Look in the data below for the line that contains "t.id).collect::<Vec<_>>(), vec![3, 4]);". Copy that line and the remaining lines exactly.

Dataset entries:
/---
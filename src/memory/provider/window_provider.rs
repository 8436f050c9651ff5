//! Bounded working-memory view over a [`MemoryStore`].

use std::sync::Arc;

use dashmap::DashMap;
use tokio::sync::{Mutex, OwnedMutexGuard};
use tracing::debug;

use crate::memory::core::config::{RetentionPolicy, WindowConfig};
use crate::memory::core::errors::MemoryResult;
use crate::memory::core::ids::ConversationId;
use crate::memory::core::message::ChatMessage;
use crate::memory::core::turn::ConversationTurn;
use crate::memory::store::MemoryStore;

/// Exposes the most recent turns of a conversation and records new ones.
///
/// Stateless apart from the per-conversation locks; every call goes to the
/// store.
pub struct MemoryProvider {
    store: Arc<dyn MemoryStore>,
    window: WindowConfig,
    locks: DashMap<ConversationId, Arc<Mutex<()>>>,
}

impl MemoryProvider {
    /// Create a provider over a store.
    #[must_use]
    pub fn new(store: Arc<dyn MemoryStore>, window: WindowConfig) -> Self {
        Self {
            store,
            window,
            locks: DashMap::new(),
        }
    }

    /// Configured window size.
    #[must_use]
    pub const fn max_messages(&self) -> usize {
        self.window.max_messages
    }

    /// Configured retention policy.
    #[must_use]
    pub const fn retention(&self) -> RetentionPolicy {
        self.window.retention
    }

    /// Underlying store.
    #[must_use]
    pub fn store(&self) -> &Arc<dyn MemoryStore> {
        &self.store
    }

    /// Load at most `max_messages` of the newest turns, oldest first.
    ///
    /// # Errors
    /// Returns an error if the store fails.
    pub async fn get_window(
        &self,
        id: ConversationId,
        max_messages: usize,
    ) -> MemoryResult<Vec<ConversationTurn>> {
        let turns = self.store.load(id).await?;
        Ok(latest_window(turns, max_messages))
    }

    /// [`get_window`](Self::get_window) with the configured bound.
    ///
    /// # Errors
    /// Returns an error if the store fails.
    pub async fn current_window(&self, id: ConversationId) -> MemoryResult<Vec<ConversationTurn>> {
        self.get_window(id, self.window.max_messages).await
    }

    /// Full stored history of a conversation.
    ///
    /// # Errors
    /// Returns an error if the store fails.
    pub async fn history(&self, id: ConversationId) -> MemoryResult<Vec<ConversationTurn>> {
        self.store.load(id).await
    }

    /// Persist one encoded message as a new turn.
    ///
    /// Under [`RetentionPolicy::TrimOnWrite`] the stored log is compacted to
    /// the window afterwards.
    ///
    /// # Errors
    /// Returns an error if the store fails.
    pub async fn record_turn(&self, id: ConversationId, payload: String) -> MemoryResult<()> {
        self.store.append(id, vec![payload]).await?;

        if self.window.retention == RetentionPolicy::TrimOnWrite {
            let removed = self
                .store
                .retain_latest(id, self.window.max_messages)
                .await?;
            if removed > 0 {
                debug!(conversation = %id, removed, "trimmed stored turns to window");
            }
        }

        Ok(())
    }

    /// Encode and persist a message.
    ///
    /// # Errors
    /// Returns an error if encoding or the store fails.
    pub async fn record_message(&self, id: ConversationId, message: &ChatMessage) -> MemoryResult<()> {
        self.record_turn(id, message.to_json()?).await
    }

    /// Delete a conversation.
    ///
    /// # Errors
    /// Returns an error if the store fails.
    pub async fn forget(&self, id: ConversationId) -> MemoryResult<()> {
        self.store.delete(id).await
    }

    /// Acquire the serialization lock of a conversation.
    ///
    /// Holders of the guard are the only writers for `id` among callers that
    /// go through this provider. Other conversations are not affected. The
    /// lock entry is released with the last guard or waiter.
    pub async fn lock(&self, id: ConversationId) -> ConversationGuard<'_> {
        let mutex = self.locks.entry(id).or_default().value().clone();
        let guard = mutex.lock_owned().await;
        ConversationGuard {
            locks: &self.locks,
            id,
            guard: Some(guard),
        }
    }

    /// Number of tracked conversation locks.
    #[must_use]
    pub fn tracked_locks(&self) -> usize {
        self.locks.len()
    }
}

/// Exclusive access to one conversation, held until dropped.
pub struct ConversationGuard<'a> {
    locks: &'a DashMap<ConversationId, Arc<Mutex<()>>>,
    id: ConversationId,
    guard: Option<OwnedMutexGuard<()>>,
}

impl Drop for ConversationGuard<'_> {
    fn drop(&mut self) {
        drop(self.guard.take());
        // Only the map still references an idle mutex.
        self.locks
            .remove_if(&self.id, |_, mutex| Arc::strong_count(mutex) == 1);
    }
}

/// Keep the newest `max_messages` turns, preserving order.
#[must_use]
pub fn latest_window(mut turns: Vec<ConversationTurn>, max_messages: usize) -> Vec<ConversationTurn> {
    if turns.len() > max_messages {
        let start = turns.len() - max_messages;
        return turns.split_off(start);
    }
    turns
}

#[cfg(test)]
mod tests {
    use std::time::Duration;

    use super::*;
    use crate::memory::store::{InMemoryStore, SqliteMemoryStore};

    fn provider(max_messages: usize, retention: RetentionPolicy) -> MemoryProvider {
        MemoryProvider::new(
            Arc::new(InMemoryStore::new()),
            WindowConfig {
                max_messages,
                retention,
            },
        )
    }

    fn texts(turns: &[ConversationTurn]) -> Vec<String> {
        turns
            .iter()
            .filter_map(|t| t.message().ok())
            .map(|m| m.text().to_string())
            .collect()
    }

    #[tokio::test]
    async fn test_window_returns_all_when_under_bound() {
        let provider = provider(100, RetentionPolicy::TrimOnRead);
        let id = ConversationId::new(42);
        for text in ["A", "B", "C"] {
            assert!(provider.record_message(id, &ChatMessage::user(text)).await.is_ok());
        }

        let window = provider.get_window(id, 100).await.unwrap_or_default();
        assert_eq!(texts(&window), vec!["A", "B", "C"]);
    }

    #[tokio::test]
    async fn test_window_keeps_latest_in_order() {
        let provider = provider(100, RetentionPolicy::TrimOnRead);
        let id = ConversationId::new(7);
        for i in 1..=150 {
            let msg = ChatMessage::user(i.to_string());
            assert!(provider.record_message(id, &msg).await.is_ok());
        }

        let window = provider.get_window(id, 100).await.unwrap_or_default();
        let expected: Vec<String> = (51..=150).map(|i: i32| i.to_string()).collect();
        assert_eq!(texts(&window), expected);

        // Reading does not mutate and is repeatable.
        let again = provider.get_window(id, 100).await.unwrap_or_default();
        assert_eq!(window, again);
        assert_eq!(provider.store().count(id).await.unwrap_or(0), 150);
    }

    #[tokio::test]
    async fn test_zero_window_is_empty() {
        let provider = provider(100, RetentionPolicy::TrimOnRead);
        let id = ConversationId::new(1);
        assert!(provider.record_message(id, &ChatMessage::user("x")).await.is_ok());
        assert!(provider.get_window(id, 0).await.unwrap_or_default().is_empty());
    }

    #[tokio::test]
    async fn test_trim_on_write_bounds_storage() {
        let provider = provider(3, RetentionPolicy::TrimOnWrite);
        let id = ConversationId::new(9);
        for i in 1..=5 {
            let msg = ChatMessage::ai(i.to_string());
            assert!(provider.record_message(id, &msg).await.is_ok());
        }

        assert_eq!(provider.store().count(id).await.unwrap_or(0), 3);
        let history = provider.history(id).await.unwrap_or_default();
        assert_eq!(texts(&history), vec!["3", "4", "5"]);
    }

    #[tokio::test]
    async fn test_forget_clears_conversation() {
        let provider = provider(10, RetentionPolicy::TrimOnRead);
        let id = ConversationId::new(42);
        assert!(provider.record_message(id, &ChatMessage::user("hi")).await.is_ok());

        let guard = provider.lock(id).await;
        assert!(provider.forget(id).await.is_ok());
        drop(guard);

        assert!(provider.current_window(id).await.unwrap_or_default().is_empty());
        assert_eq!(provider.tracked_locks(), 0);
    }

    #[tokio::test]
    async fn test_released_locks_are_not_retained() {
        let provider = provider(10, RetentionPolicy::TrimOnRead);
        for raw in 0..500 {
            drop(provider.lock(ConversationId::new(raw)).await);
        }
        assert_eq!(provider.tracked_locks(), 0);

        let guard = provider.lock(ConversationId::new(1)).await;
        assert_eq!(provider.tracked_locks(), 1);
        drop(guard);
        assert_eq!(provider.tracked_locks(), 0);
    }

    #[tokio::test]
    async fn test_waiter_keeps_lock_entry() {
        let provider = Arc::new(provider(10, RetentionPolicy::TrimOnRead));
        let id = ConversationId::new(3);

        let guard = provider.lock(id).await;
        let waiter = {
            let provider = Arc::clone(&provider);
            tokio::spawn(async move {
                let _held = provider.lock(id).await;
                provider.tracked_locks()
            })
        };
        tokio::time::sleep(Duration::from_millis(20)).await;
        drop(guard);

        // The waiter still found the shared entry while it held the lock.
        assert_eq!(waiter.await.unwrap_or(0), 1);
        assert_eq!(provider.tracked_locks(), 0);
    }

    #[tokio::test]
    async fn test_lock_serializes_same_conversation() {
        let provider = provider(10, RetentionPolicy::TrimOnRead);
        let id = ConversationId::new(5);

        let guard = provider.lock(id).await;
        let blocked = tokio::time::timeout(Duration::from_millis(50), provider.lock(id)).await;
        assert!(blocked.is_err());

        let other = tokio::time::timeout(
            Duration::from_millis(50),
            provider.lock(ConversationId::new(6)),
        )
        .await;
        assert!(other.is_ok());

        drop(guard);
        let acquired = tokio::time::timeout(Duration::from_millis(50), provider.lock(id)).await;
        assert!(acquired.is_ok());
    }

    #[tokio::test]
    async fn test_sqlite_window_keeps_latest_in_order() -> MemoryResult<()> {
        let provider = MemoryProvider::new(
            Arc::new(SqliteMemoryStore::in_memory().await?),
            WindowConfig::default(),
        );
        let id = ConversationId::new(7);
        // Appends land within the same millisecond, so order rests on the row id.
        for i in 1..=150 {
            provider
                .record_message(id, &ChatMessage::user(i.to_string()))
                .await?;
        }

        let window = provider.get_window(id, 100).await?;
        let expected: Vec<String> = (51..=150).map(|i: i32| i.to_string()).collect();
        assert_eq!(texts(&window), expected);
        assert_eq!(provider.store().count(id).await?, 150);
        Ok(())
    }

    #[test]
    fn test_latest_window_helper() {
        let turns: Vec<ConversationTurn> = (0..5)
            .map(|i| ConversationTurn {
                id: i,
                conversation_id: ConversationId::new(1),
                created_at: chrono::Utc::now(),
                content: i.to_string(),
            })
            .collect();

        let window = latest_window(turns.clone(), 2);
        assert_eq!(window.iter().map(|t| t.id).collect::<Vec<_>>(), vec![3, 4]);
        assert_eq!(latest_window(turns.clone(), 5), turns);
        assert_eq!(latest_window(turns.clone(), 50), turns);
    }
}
\---
• **Expected output**
        assert_eq!(window.iter().map(|t| t.id).collect::<Vec<_>>(), vec![3, 4]);
        assert_eq!(latest_window(turns.clone(), 5), turns);
        assert_eq!(latest_window(turns.clone(), 50), turns);
    }
}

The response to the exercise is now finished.